I’m getting a repeatable com link error between Easytouch and IC20. Setup: IC20 connected to Intelliph to IC power center to Easytouch.
When I manually dispense acid or IPH dispenses acid on schedule sanitizer output lights on IC go dark and IC stops making chlorine. A few minutes later I look under diagnostics on the Easytouch and I have a COM LINK ERROR but still reading 4200 ppm. IC will not start making chlorine again unless I restart system. All components maintain power the whole time.

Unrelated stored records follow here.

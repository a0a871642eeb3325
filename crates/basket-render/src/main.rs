//! Print the control grid of a basket-shaped NURBS surface as markup.
//!
//! Takes no arguments. Markup goes to stdout; logs go to stderr and are
//! filtered with `RUST_LOG`.

use std::io::{self, BufWriter};
use std::process::ExitCode;

use basket_render::emit_basket;
use basket_types::BasketConfig;
use tracing_subscriber::EnvFilter;

fn main() -> ExitCode {
    tracing_subscriber::fmt()
        .with_writer(io::stderr)
        .with_env_filter(EnvFilter::try_from_default_env().unwrap_or_else(|_| "warn".into()))
        .init();

    let config = BasketConfig::default();
    tracing::info!(
        degree_u = config.degree_u,
        rings = config.rings.len(),
        "generating basket net"
    );

    let stdout = io::stdout();
    match emit_basket(&config, BufWriter::new(stdout.lock())) {
        Ok(()) => ExitCode::SUCCESS,
        Err(e) => {
            tracing::error!("{e}");
            ExitCode::FAILURE
        }
    }
}
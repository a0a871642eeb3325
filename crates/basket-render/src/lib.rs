pub mod errors;
pub mod markup;

pub use errors::EmitError;
pub use markup::{emit_basket, format_coord, render_nurbs, write_nurbs};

If I remove IPH from the equation IC never gets com link error. I had a pool tech replace the IPH but still same problem. Tech recommended replacing IC without doing any diagnostic to support recommendation, but it’s making chlorine, it is expensive, and it’s not certain to be the problem. It is about 5 years old and 8000 run hours. Thoughts? Should I take the techs advice and replace IC? Would that even solve the problem?
Please help, I’m stumped and I can’t get the local pool techs to do much beyond recommending replacing my working IC.

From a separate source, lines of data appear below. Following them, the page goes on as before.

use serde::{Deserialize, Serialize};

use crate::ring::{RingSpec, DEFAULT_RINGS};

/// Default degree in the U (angular) direction.
pub const DEFAULT_DEGREE_U: usize = 127;
/// Default tessellation hint along U, copied verbatim into the markup.
pub const DEFAULT_PARTS_U: u32 = 16;
/// Default tessellation hint along V, copied verbatim into the markup.
pub const DEFAULT_PARTS_V: u32 = 6;

/// Parameters of the generated basket surface.
///
/// The ring order is significant: it is the V direction of the surface and
/// the order in which points of one angular division are emitted.
#[derive(Debug, Clone, PartialEq, Serialize, Deserialize)]
#[serde(default)]
pub struct BasketConfig {
    /// Degree along U. The surface gets `degree_u + 1` angular divisions.
    pub degree_u: usize,
    /// Rings along V, in emission order.
    pub rings: Vec<RingSpec>,
    pub parts_u: u32,
    pub parts_v: u32,
}

impl Default for BasketConfig {
    fn default() -> Self {
        Self {
            degree_u: DEFAULT_DEGREE_U,
            rings: DEFAULT_RINGS.to_vec(),
            parts_u: DEFAULT_PARTS_U,
            parts_v: DEFAULT_PARTS_V,
        }
    }
}

impl BasketConfig {
    pub fn new(degree_u: usize, rings: Vec<RingSpec>) -> Self {
        Self {
            degree_u,
            rings,
            ..Self::default()
        }
    }

    /// Number of angular divisions, seam duplicate included.
    pub fn segments(&self) -> usize {
        self.degree_u + 1
    }

    /// Degree along V: one less than the number of rings.
    pub fn degree_v(&self) -> usize {
        self.rings.len().saturating_sub(1)
    }

    /// Number of control points a valid configuration produces.
    pub fn point_count(&self) -> usize {
        self.segments() * self.rings.len()
    }
}

#[cfg(test)]
mod tests {
    use super::*;

    #[test]
    fn default_matches_basket_profile() {
        let config = BasketConfig::default();
        assert_eq!(config.degree_u, 127);
        assert_eq!(config.segments(), 128);
        assert_eq!(config.degree_v(), 2);
        assert_eq!(config.point_count(), 384);
        assert_eq!(config.rings[0], RingSpec::new(0.4, 0.5));
        assert_eq!(config.rings[2], RingSpec::new(-0.4, 0.25));
    }

    #[test]
    fn partial_document_fills_defaults() {
        let config: BasketConfig = serde_json::from_str(r#"{ "degree_u": 3 }"#).unwrap();
        assert_eq!(config.degree_u, 3);
        assert_eq!(config.rings, DEFAULT_RINGS.to_vec());
        assert_eq!(config.parts_u, DEFAULT_PARTS_U);
        assert_eq!(config.parts_v, DEFAULT_PARTS_V);
    }

    #[test]
    fn empty_rings_have_zero_degree_v() {
        let config = BasketConfig::new(4, vec![]);
        assert_eq!(config.degree_v(), 0);
        assert_eq!(config.point_count(), 0);
    }
}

OK, the good(ish)-news/easy part first: your IC is about 80% used up. You can buy a new one, and see if it solves the problem. If it does, great, if it doesn't (or if it does) you can still use the 20% left in your old IC. Either reinstall it, and save the new one, or use the new one (since it's warranty clock has started), and keep the old one as a back up (that's what I have done), and/or use it when the new one is done, as you're waiting for its replacement. See what I mean? Either way, you're not throwing money away for buying a new one as a diagnostic step. You're about to spend that money anyway, and these things keep getting more expensive. I'm inclined to buy my next one now, just for that reason!
So I'm not seeing any obvious scorching on the connector. Usually its obvious, and sometimes it's actually fried and melted. When that problem exists, the IC stops working all together, because it's not getting any power at all. The scorching, in essence, disconnects one or both of the IC's power leads, as if it's just unplugged. It's usually not intermittent. When the conductors fry, that's it.

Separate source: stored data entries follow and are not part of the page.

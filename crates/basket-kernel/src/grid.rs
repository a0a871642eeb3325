use std::f64::consts::TAU;

use basket_types::{ControlPoint, RingSpec};
use tracing::{debug, instrument};

use crate::error::InvalidConfiguration;

/// Decimal places kept in the X and Z coordinates of generated points.
pub const COORDINATE_PRECISION: i32 = 4;

/// Round `value` to `places` decimal places.
///
/// Ties on the scaled value go to the even neighbour, so the result does not
/// depend on the sign of the input.
pub fn round_to_places(value: f64, places: i32) -> f64 {
    let scale = 10f64.powi(places);
    (value * scale).round_ties_even() / scale
}

/// Check that a grid can be generated for `degree_u` and `rings`.
pub fn validate_grid(degree_u: usize, rings: &[RingSpec]) -> Result<(), InvalidConfiguration> {
    if degree_u < 1 {
        return Err(InvalidConfiguration::DegreeUTooLow { degree_u });
    }
    if rings.is_empty() {
        return Err(InvalidConfiguration::NoRings);
    }
    if let Some(index) = rings.iter().position(|ring| !ring.is_finite()) {
        return Err(InvalidConfiguration::NonFiniteRing { index });
    }
    Ok(())
}

/// Generate the control points of a closed surface of revolution around the Y axis.
///
/// The circle is split into `degree_u + 1` angular divisions covering `0..=2π`,
/// so the last division lands on the seam and repeats the first. Each division
/// yields one point per ring, in ring order, before the angle advances.
/// X and Z are rounded to [`COORDINATE_PRECISION`] places; Y is the ring height
/// unchanged.
#[instrument(skip(rings), fields(ring_count = rings.len()))]
pub fn generate_control_grid(
    degree_u: usize,
    rings: &[RingSpec],
) -> Result<Vec<ControlPoint>, InvalidConfiguration> {
    validate_grid(degree_u, rings)?;

    let segments = degree_u + 1;
    let step_count = (segments - 1) as f64;
    let mut points = Vec::with_capacity(segments * rings.len());

    for i in 0..segments {
        let theta = (i as f64 * TAU) / step_count;
        let (dz, dx) = theta.sin_cos();

        for ring in rings {
            let x = round_to_places(ring.radius * dx, COORDINATE_PRECISION);
            let z = round_to_places(ring.radius * dz, COORDINATE_PRECISION);
            points.push(ControlPoint::new(x, ring.height, z));
        }
    }

    debug!(segments, points = points.len(), "control grid generated");
    Ok(points)
}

Whether the IpH is dispensing on schedule, or manually, two things happen simultaneously. The IpH physically disconnects the two comm wires connecting the IC to your EasyTouch (ET). It does so via a relay. Then the IpH sends a command to the IC that sets its output to zero. The acid gets dispensed, and then the IpH restores the IC's output setting, and then reconnects its comm wires to the ET.
So that technically is a comm interruption. I've been curious if the ET sees it that way, and reports it as such, or just ignores the short "intermission." I've just never observed an error message. But what seems to be unique to your set up is that the ET doesn't re-establish the comm link. We haven't seen that before, that I know of, so that's new. The comm can be fussy and this wouldn't be the first time it doesn't perform as intended. So...
WITH ALL THE BREAKERS OFF, you could hunt down all the red, black, yellow (or white), and green connections, disassemble them, clean all the wire thoroughly (or just re-strip them) and then reassemble, taking care that each re-connection is sound and secure. That might eliminate any corrosion that could maybe jumble the comm signal.
If that doesn't solve it, then you're left with replacing things one by one. IpH has been done. The ET's motherboard is suspect, as is the IC, and its power supply's surge card (the circuit board associated with the power supply). As I suggested first, replacing the IC might solve the problem, and whether it does or not, you won't really be out of pocket.
If that doesn't solve it, then the surge card is the cheapest, and then the mother board.
That's how I'd approach this.
The only other step that has been discussed here, is to apply some sort of conductive enhancer to the IpH connector's conductors (both internal and external). There are greases that are made for that purpose, that inhibit corrosion and encourage good contact. That'll only set you back about $10 on Amazon if you think that's worth a try.
Keep us posted on what you do, and what works and doesn't, because several of us are monitoring what's going on with the IC/IpH combo, so that we can offer findings to folks in your situation.